The distribution of environmental contaminants and pharmaceuticals among skim milk, milk fat, curd, whey, and milk protein fractions through milk processing

Authors: Shelver, Weilin; Lupton, Sara; Shappell, Nancy; Hakk, Heldur; Smith, David

Submitted to: Meeting Abstract
Publication Type: Abstract Only
Publication Acceptance Date: 9/24/2017
Publication Date: 11/7/2017
Citation: Shelver, W.L., Lupton, S.J., Shappell, N.W., Hakk, H., Smith, D.J. 2017. The distribution of environmental contaminants and pharmaceuticals among skim milk, milk fat, curd, whey, and milk protein fractions through milk processing [abstract]. 8th International Symposium on Recent Advances in Food Analysis.
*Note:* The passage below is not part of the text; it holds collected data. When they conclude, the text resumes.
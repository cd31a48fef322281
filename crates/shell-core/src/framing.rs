//! Output framing: whether terminal output travels as binary or text frames.

/// Transport framing used for terminal output.
///
/// Resolved once at startup and handed to every session.
#[derive(Debug, Clone, Copy, PartialEq, Eq)]
pub enum FramingMode {
    Binary,
    Text,
}

impl FramingMode {
    /// Text framing on Windows, binary framing everywhere else.
    pub fn for_host() -> Self {
        if cfg!(windows) {
            FramingMode::Text
        } else {
            FramingMode::Binary
        }
    }
}

/// A single message sent back over the transport.
#[derive(Debug, Clone, PartialEq, Eq)]
pub enum OutputFrame {
    Text(String),
    Binary(Vec<u8>),
}

impl OutputFrame {
    pub fn len(&self) -> usize {
        match self {
            OutputFrame::Text(s) => s.len(),
            OutputFrame::Binary(b) => b.len(),
        }
    }

    pub fn is_empty(&self) -> bool {
        self.len() == 0
    }
}

#[cfg(test)]
mod tests {
    use super::*;

    #[test]
    fn test_host_framing() {
        #[cfg(windows)]
        assert_eq!(FramingMode::for_host(), FramingMode::Text);
        #[cfg(not(windows))]
        assert_eq!(FramingMode::for_host(), FramingMode::Binary);
    }

    #[test]
    fn test_frame_len() {
        assert_eq!(OutputFrame::Text("héllo".into()).len(), 6);
        assert_eq!(OutputFrame::Binary(vec![1, 2, 3]).len(), 3);
        assert!(OutputFrame::Binary(Vec::new()).is_empty());
    }
}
Nov. 7-10, 2017. Prague, Czech Republic. Paper No. L107.

Interpretive Summary: .

Technical Abstract: Twenty-seven environmental contaminants and pharmaceuticals encompassing a wide range of physicochemical properties were utilized to determine the effects of milk processing on xenobiotic distribution among milk fractions. Target compounds included radiolabeled antibiotics [ciprofloxacin (CIPR), clarithromycin (CLA), erythromycin (ERY), oxytetracycline (OTET), penicillin G (PENG), sulfadimethoxine (SDMX), and thiamphenicol (TAP)], anthelmintics [ivermectin (IVR), praziquantal (PZQ), and thiabendazole (THIA)], analgesics and antipyretics [acetaminophen (TYL), aspirin (ASP), flunixin (FNX), ketoprofen (KETO) and phenylbutazone (PBZ)], a hormone (estrone, E1), and environmental contaminants and/or metabolites [brominated diphenyl ether-99 (BDE-99), bisphenol A (BPA), glyphosate (GLY), ß-hexabromocyclododecane (ß-HBCD), imidacloprid (IMI), polychlorinated biphenyl-118 (PCB-118), tetrabromobisphenol A (TBBPA), methylsulfone PCB-101 (MeSO2 PCB), triclocarban (TCC), 1278-tetrachloro dibenzo-p-dioxin (1278-TCDD), and 1378-hydroxy TCDD (OH-TCDD)]. Radioactive distribution into skim milk, milk fat, curd, whey, and the permeate or retentate from whey passed through 10 kDa filters was quantified for each chemical. Greater than 75% of radioactivity was distributed into milk fat for ß-HBCD, BDE-99, IVR, MeSO2 PCB, PCB118, TCC, and TCDD. About 50% of the phenolic chemicals such as BPA, OH-TCDD and TBBPA were distributed into milk fat. In contrast, polar compounds including ASP, CIPR, CLA, ERY, GLY, IMI, KETO, OTET, PENG, PZQ, SDMX, TAP, THIA, and TYL were poorly (<5%) distributed into milk fat. Log D values were better indictors than log P values for predicting the distribution of chemicals between fat and skim fractions, but was less effective at predicting distributions between insoluble (curd) and soluble (whey) proteins. When whey was separated into retentate and permeate (~1:2 v/v), > 85% of IVR, PCB-118 and TCC remained in retentate indicating these chemicals had high affinity for whey proteins. Compounds associated with < 10 % whey protein included ASP, GLY, IMI, OTET, PENG, TAP, and TYL. These data may be beneficial for predicting the distribution of xenobiotics into dairy products during milk contamination events.